The stratum corneum is composed of peeling dandruff, which is generally removed when the skin peels. These are dead cells that no longer serve any purpose in the body. There are a number of treatments aimed at reducing the number of cells that keratinize and die. This is especially true with regard to dry and sensitive skin and even in regard to minor stimuli (humidity, environmental damage, improper use of skin care products) that cause rapid keratinization of the upper epithelial layer.

The epidermis is composed of a number of layers: the stratum corneum, the stratum lucidum, the stratum granulosum, the stratum spinosum, and the stratum basale. Each layer is constructed of anucleated cells arranged in a number of rows. Epithelial cells can self-restore in a relatively short period of time, but there are also cosmetic treatments that can help this process in cases of disturbances. For example, in the case of dry and sensitive skin, moisturizing masks that speed the restoration of the epithelial layers are recommended. The epidermis of the skin is also responsible for the hue of the skin. The upper layers of the epidermis contain pigment that is used to determine the skin tone. The higher the amount of pigment, the darker the tone of the skin.

The dermis is situated underneath the epidermis, and represents the main layer of the skin. The dermis is composed of connective tissue, and is divided into two thick sub-layers: The papillary layer and the reticular layer. The first layer includes a high number of capillaries and nerve endings. These endings are stimulated during some of the treatments, in order to hasten the restoration process of the epidermis. The reticular layer contains a vast number of blood vessels and lymph nodes, nerve cells, hair follicles, and collagen fibers. This layer is the reason the facial skin looks firm and smooth.

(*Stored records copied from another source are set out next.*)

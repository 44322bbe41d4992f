//! Model fallback: try the primary model, then each fallback candidate in
//! order, but only when the failure looks like an auth/ratelimit/timeout
//! condition a different model could dodge. Aborts never fall back.

use crate::error::GatewayError;
use std::collections::HashSet;
use std::future::Future;

/// One failed attempt, kept for the aggregate error.
#[derive(Debug, Clone)]
pub struct AttemptError {
    pub model_ref: String,
    pub message: String,
}

/// Candidate ordering and the optional allowlist derived from model aliases.
#[derive(Debug, Clone, Default)]
pub struct FallbackPolicy {
    pub primary: String,
    pub fallbacks: Vec<String>,
    /// When non-empty, fallback candidates not in this set are skipped
    /// (the primary is always attempted).
    pub allowed: HashSet<String>,
}

impl FallbackPolicy {
    /// Ordered candidates: primary first, then allowlisted fallbacks, deduped
    /// by `(provider, model)` key.
    pub fn candidates(&self) -> Vec<String> {
        let mut seen = HashSet::new();
        let mut out = Vec::new();
        for (i, m) in std::iter::once(&self.primary)
            .chain(self.fallbacks.iter())
            .enumerate()
        {
            let m = m.trim();
            if m.is_empty() {
                continue;
            }
            if i > 0 && !self.allowed.is_empty() && !self.allowed.contains(m) {
                continue;
            }
            if seen.insert(provider_model_key(m)) {
                out.push(m.to_string());
            }
        }
        out
    }
}

/// Dedupe key: `provider/model` with the provider defaulting when the ref has
/// no explicit prefix.
fn provider_model_key(model_ref: &str) -> String {
    match model_ref.split_once('/') {
        Some((provider, model)) => format!("{}/{}", provider.trim(), model.trim()),
        None => format!("anthropic/{}", model_ref.trim()),
    }
}

const ERRNO_TOKENS: [&str; 4] = [
    "ETIMEDOUT",
    "ESOCKETTIMEDOUT",
    "ECONNRESET",
    "ECONNABORTED",
];

/// Whether this failure justifies trying the next model candidate.
pub fn is_fallback_worthy(message: &str) -> bool {
    let msg = message.trim();
    if msg.is_empty() {
        return false;
    }
    // Abort signals propagate without fallback.
    let lower = msg.to_lowercase();
    if lower.contains("abort") {
        return false;
    }
    for status in ["401", "403", "429"] {
        if msg.contains(status) {
            return true;
        }
    }
    if ERRNO_TOKENS.iter().any(|t| msg.contains(t)) {
        return true;
    }
    ["unauthorized", "forbidden", "rate limit", "ratelimit", "timed out", "timeout", "overloaded"]
        .iter()
        .any(|t| lower.contains(t))
}

/// Run `attempt` for each candidate until one succeeds. A non-fallback-worthy
/// failure is returned immediately; exhaustion yields `FallbackExhausted`
/// enumerating every attempt.
pub async fn run_with_fallback<T, F, Fut>(
    policy: &FallbackPolicy,
    mut attempt: F,
) -> Result<T, GatewayError>
where
    F: FnMut(String) -> Fut,
    Fut: Future<Output = Result<T, GatewayError>>,
{
    let candidates = policy.candidates();
    if candidates.is_empty() {
        return Err(GatewayError::Input("no model configured".to_string()));
    }
    let mut attempts: Vec<AttemptError> = Vec::new();
    let total = candidates.len();
    for model_ref in candidates {
        match attempt(model_ref.clone()).await {
            Ok(v) => return Ok(v),
            Err(e) => {
                let message = e.to_string();
                let worthy = is_fallback_worthy(&message);
                attempts.push(AttemptError {
                    model_ref: model_ref.clone(),
                    message,
                });
                if !worthy {
                    // Last (or only) real error wins when fallback is not justified.
                    return Err(e);
                }
                log::info!(
                    "model {} failed ({}/{} candidates tried), falling back",
                    model_ref,
                    attempts.len(),
                    total
                );
            }
        }
    }
    let summary = attempts
        .iter()
        .map(|a| format!("{}: {}", a.model_ref, a.message))
        .collect::<Vec<_>>()
        .join("; ");
    Err(GatewayError::FallbackExhausted(summary))
}

#[cfg(test)]
mod tests {
    use super::*;
    use std::sync::atomic::{AtomicUsize, Ordering};

    #[test]
    fn classification_matches_policy() {
        assert!(is_fallback_worthy("HTTP 429 too many requests"));
        assert!(is_fallback_worthy("401 unauthorized"));
        assert!(is_fallback_worthy("socket error ECONNRESET"));
        assert!(is_fallback_worthy("request timed out"));
        assert!(!is_fallback_worthy("run aborted by user"));
        assert!(!is_fallback_worthy("invalid prompt"));
    }

    #[test]
    fn candidates_dedupe_by_provider_model() {
        let policy = FallbackPolicy {
            primary: "anthropic/claude-opus".into(),
            fallbacks: vec![
                "claude-opus".into(), // same (provider, model) as primary
                "claude-sonnet".into(),
                "claude-sonnet".into(),
            ],
            allowed: HashSet::new(),
        };
        assert_eq!(
            policy.candidates(),
            vec!["anthropic/claude-opus".to_string(), "claude-sonnet".to_string()]
        );
    }

    #[test]
    fn allowlist_filters_fallbacks_not_primary() {
        let policy = FallbackPolicy {
            primary: "claude-opus".into(),
            fallbacks: vec!["claude-sonnet".into(), "claude-haiku".into()],
            allowed: ["claude-haiku".to_string()].into_iter().collect(),
        };
        assert_eq!(
            policy.candidates(),
            vec!["claude-opus".to_string(), "claude-haiku".to_string()]
        );
    }

    #[tokio::test]
    async fn falls_back_then_aggregates_on_exhaustion() {
        let policy = FallbackPolicy {
            primary: "a".into(),
            fallbacks: vec!["b".into()],
            allowed: HashSet::new(),
        };
        let err = run_with_fallback::<(), _, _>(&policy, |m| async move {
            Err(GatewayError::Agent(format!("{}: HTTP 429", m)))
        })
        .await
        .unwrap_err();
        match err {
            GatewayError::FallbackExhausted(msg) => {
                assert!(msg.contains("a:"));
                assert!(msg.contains("b:"));
            }
            other => panic!("expected FallbackExhausted, got {:?}", other),
        }
    }

    #[tokio::test]
    async fn non_worthy_error_stops_immediately() {
        let policy = FallbackPolicy {
            primary: "a".into(),
            fallbacks: vec!["b".into()],
            allowed: HashSet::new(),
        };
        let calls = AtomicUsize::new(0);
        let err = run_with_fallback::<(), _, _>(&policy, |_| {
            calls.fetch_add(1, Ordering::SeqCst);
            async { Err(GatewayError::Input("invalid prompt".into())) }
        })
        .await
        .unwrap_err();
        assert!(matches!(err, GatewayError::Input(_)));
        assert_eq!(calls.load(Ordering::SeqCst), 1);
    }

    #[tokio::test]
    async fn second_candidate_can_succeed() {
        let policy = FallbackPolicy {
            primary: "a".into(),
            fallbacks: vec!["b".into()],
            allowed: HashSet::new(),
        };
        let out = run_with_fallback(&policy, |m| async move {
            if m == "b" {
                Ok(m)
            } else {
                Err(GatewayError::Agent("HTTP 403".into()))
            }
        })
        .await
        .unwrap();
        assert_eq!(out, "b");
    }
}
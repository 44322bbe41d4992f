//! Discord channel adapter. The Discord gateway client is an external SDK;
//! this adapter owns only the envelope contract: normalized inbound and
//! text/typing sends keyed by `guildId:channelId`.

use crate::channels::registry::{ChannelHandle, SendOptions};
use crate::envelope::{Channel, ChatType, Envelope};
use async_trait::async_trait;
use std::sync::Arc;

/// Contract the Discord client implementation must fulfill.
#[async_trait]
pub trait DiscordTransport: Send + Sync {
    fn is_connected(&self) -> bool;

    async fn send_text(&self, channel_id: &str, text: &str) -> Result<(), String>;

    async fn send_typing(&self, _channel_id: &str) {}

    fn stop(&self);
}

/// Raw inbound message from the Discord client before normalization.
#[derive(Debug, Clone)]
pub struct DiscordInbound {
    pub author_id: String,
    pub guild_id: Option<String>,
    pub channel_id: String,
    pub content: String,
    pub message_id: String,
    /// User ids the message @-mentioned.
    pub mentions: Vec<String>,
}

/// Normalize a Discord message. Guild messages are channel-scoped
/// conversations; DMs are direct.
pub fn envelope_from_inbound(msg: DiscordInbound) -> Envelope {
    let (chat_type, chat_key) = match &msg.guild_id {
        Some(guild) => (
            ChatType::Channel,
            format!("{}:{}", guild, msg.channel_id),
        ),
        None => (ChatType::Direct, msg.channel_id.clone()),
    };
    let mut envelope = Envelope::text(
        Channel::Discord,
        "discord-bot",
        msg.author_id,
        chat_type,
        chat_key,
        msg.content,
    );
    envelope.message_id = msg.message_id;
    envelope.mentions = msg.mentions;
    envelope
}

/// ChannelHandle over an injected Discord transport.
pub struct DiscordChannel {
    transport: Arc<dyn DiscordTransport>,
}

impl DiscordChannel {
    pub fn new(transport: Arc<dyn DiscordTransport>) -> Self {
        Self { transport }
    }

    /// Sends address the channel id; strip the guild prefix from a chat key.
    fn channel_id_of(to: &str) -> &str {
        to.rsplit_once(':').map(|(_, c)| c).unwrap_or(to)
    }
}

#[async_trait]
impl ChannelHandle for DiscordChannel {
    fn channel(&self) -> Channel {
        Channel::Discord
    }

    fn stop(&self) {
        self.transport.stop();
    }

    fn is_linked(&self) -> bool {
        self.transport.is_connected()
    }

    async fn send_message(
        &self,
        to: &str,
        text: &str,
        _opts: &SendOptions,
    ) -> Result<(), String> {
        self.transport
            .send_text(Self::channel_id_of(to), text)
            .await
    }

    async fn send_typing(&self, to: &str, _opts: &SendOptions) {
        self.transport.send_typing(Self::channel_id_of(to)).await;
    }
}
//! Gateway: HTTP + WebSocket control plane.
//!
//! Single port serves a health endpoint and the WebSocket upgrade. The
//! protocol is JSON Lines: requests `{id, method, params}`, responses
//! `{id, ok, result?|error?}`, server events `{event, payload}`.

mod protocol;
mod server;

pub use protocol::{event_frame, WsRequest, WsResponse};
pub use server::{run_gateway, GatewayState, PendingPairings};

Structure of the skin cell

The skin cell contains many components and materials, which are in a state of constant mutual influence. Each cell organelle - the cell membrane, nucleus, cytoplasm, lysosomes, ribosomes, centrosome, the centrioles, and mitochondria - has its own role. Ribosomes produce protein, lysosomes are responsible for the digestion of nutrients that penetrate the epithelium, the centrosome is responsible for restoration, the centrioles constitute part of the cell's internal skeleton, the cell membrane enables contact with the environment, and the nucleus contains the hereditary information. Mitochondria provide energy to cell processes, such as "breathing", "nutrition" and restoration.

Does the skin’s structure affect the face’s appearance?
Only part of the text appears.